Funding Driven by Scientific Priorities, Not Just Paylines

In 2016, NICHD embarked on a process to redefine its approach to research funding. For decades, the institute relied on a “payline,” or funding cutoff point, to determine which grants received awards. A payline set at the 10th percentile, for example, meant that NICHD would most likely fund only the top 10 percent of applications that were reviewed and scored during a given period.

While this approach helped NICHD fund significant research over the years, it did not provide much flexibility to align our institute’s portfolio with emerging scientific opportunities and priorities, particularly when we received a high volume of applications but had limited funds for new grants. As a result, we ran the risk of not funding highly scored, investigator-initiated projects that aligned closely with NICHD priorities, but narrowly missed the payline.

An Emerging NIH Trend

Importantly, several other NIH institutes have also reevaluated how they fund investigator-initiated applications. In fact, more than half of NIH institutes have moved away from a strict payline and toward more scientifically driven funding decisions. Visit Transparency and Accountability of NIH Funding Priorities by Institute and Center for histograms of investigator-initiated R01 grants by institute.   

NICHD's new funding model led to an increase in reaches as a percentage of funded, investigator-initiated R01, R03, and R21 grants. The bar graph shows percentages between 0% and 10% along the y-axis and two funding categories, R01 and R03/R21, along the x-axis. Within these funding categories, there is a blue bar representing fiscal year 2016 (FY16) percentages and a red bar representing fiscal year 2017 (FY17) percentages. For R01, FY16 is 5.4% and FY17 is 9.2%. For R03/R21, FY16 is 4.7% and FY17 is 9.4%.
Figure 1: NICHD's new funding model led to an increase in reaches as a percentage of funded, investigator-initiated R01, R03, and R21 grants.

Given this emerging trend, we conducted a comprehensive review of our research funding. After analysis and discussions with our advisory council and other external groups, we decided in 2017 to implement a flexible funding model for investigator-initiated R01, R03, and R21 research grants, our most frequently used funding mechanisms.

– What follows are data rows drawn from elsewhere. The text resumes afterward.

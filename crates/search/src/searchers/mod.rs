//! Per-type searchers
//!
//! Each searcher answers one entity kind. The engine runs the searchers a
//! request needs in parallel and merges their responses.
//!
//! - `posts`: text + predicates + visibility + ranking, optional per-topic grouping
//! - `users`, `categories`, `tags`, `groups`: free text only, visibility filtered
//!
//! Non-post facets never run for filter-only queries: the filter grammar
//! describes posts, so a query with no free text has nothing to match them on.

pub mod categories;
pub mod groups;
pub mod posts;
pub mod tags;
pub mod users;

pub use categories::CategorySearcher;
pub use groups::GroupSearcher;
pub use posts::PostSearcher;
pub use tags::TagSearcher;
pub use users::UserSearcher;

use crate::compiler::{CompiledQuery, TextQuery};
use crate::query::Query;
use crate::ranker::sort_by_relevance;
use crate::visibility::VisibilityScope;
use agora_core::{EntityKind, EntityRef, RankedCandidate, Result};
use agora_store::{Bm25Params, FullTextIndex};

// ============================================================================
// Request / response
// ============================================================================

/// Inputs shared by every searcher of one execution
pub struct SearchRequest<'a> {
    /// Parsed query
    pub query: &'a Query,
    /// Compiled query
    pub compiled: &'a CompiledQuery,
    /// Visibility scope
    pub scope: &'a VisibilityScope,
    /// Maximum rows to return
    pub limit: usize,
    /// Keep only the best post of each topic
    pub group_by_topic: bool,
}

/// Rows of one searcher, best first
#[derive(Debug, Clone, Default, PartialEq)]
pub struct SearchResponse {
    /// Rows, at most `limit`
    pub hits: Vec<RankedCandidate>,
    /// Candidates examined before visibility and predicates
    pub candidates_considered: usize,
}

impl SearchResponse {
    /// An empty response
    pub fn empty() -> Self {
        Self::default()
    }
}

/// A searcher for one entity kind
pub trait Searchable: Send + Sync {
    /// Run the search
    fn search(&self, req: &SearchRequest<'_>) -> Result<SearchResponse>;

    /// Kind of rows returned
    fn kind(&self) -> EntityKind;
}

// ============================================================================
// Shared facet search
// ============================================================================

/// Free-text search over one non-post kind
///
/// Fields are not restricted: `in:title` describes posts, and every facet
/// document already keeps its name in the title field.
pub(crate) fn facet_search<F>(
    index: &dyn FullTextIndex,
    params: &Bm25Params,
    kind: EntityKind,
    text: &TextQuery,
    limit: usize,
    visible: F,
) -> Result<SearchResponse>
where
    F: Fn(&EntityRef) -> bool,
{
    if text.is_empty() || limit == 0 {
        return Ok(SearchResponse::empty());
    }
    let index_query = TextQuery {
        fields: vec![],
        ..text.clone()
    }
    .to_index_query()
    .with_kinds(vec![kind])
    .with_params(*params);
    let hits = index.query(&index_query)?;
    let candidates_considered = hits.len();
    let mut rows: Vec<RankedCandidate> = hits
        .into_iter()
        .filter(|hit| visible(&hit.entity))
        .map(|hit| RankedCandidate::new(hit.entity, hit.score, 1.0))
        .collect();
    sort_by_relevance(&mut rows);
    rows.truncate(limit);
    Ok(SearchResponse {
        hits: rows,
        candidates_considered,
    })
}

Each extramural division in NICHD outlined its research priorities and was encouraged to identify projects that best aligned with these areas.

Optimizing Funding Flexibility

The results of this change have been impressive. The flexible funding model allowed NICHD program officers to “reach” for grants that had a high program priority, but borderline scores. In 2017, 9.2 percent of R01s awarded and 9.4 percent of R03/R21s awarded were reaches, compared to 5.4 percent and 4.7 percent, respectively, in 2016 (Figure 1).

Overall, most of the reaches among investigator-initiated R01s, R03s, and R21s in 2017 were for projects responsive to high program priorities. The others were based on specific funding availability for AIDS research or from NICHD’s National Center for Medical Rehabilitation Research or NIH’s Office of Research on Women’s Health (Figure 2).

High program priority was the predominant reason for reaches for investigator-initiated R01s, R03s, and R21s in fiscal year 2017. The bar graph shows percentages between 0% and 100% along the y-axis and two funding categories, R01 and R03/R21, along the x-axis. Within these funding categories, there is a bar representing fiscal year 2016 (FY16) and a bar representing fiscal year 2017 (FY17). These color-coded bars contain 4 possible categories—high program priority (blue), ORWH (red), NCMRR (green), and AIDS (purple)—that combined, reach 100%. For R01 FY16: high program priority is 8.3%, ORWH is 8.3%, NCMRR is 58.3%, and AIDS is 25%.For R01 FY17: high program priority is 47.8%, ORWH is 0%, NCMRR is 30.4%, and AIDS is 21.7%.For R03/R21 FY16: high program priority is 33.3%, ORWH is 0%, NCMRR is 55.6%, and AIDS is 11.1%. For R03/R21 FY17: high program priority is 72.8%, ORWH is 0%, NCMRR is 18.2%, and AIDS is 9.1%.
Figure 2: High program priority was the predominant reason for reaches for investigator-initiated R01s, R03s, and R21s in fiscal year 2017.

Interestingly, program officers used their flexibility to reach for high-priority R03s and R21s, compared to R01s (73 percent vs. 48 percent). A possible explanation is that R03s and R21s are lower cost, so program staff could fund more projects. They may also have used these mechanisms, which typically fund higher risk projects, to help stimulate new research areas—a welcome change from a strictly payline-driven approach.

A Work in Progress

The establishment of funding flexibility enabled NICHD to better target and support high-priority research. By increasing our emphasis on strategic research priorities, we are confident that NICHD will be better able to invest in evolving scientific opportunities and public health needs. However, we will continue to analyze our data and tweak the model to ensure that it remains responsive to the needs of the communities we support. We welcome your feedback.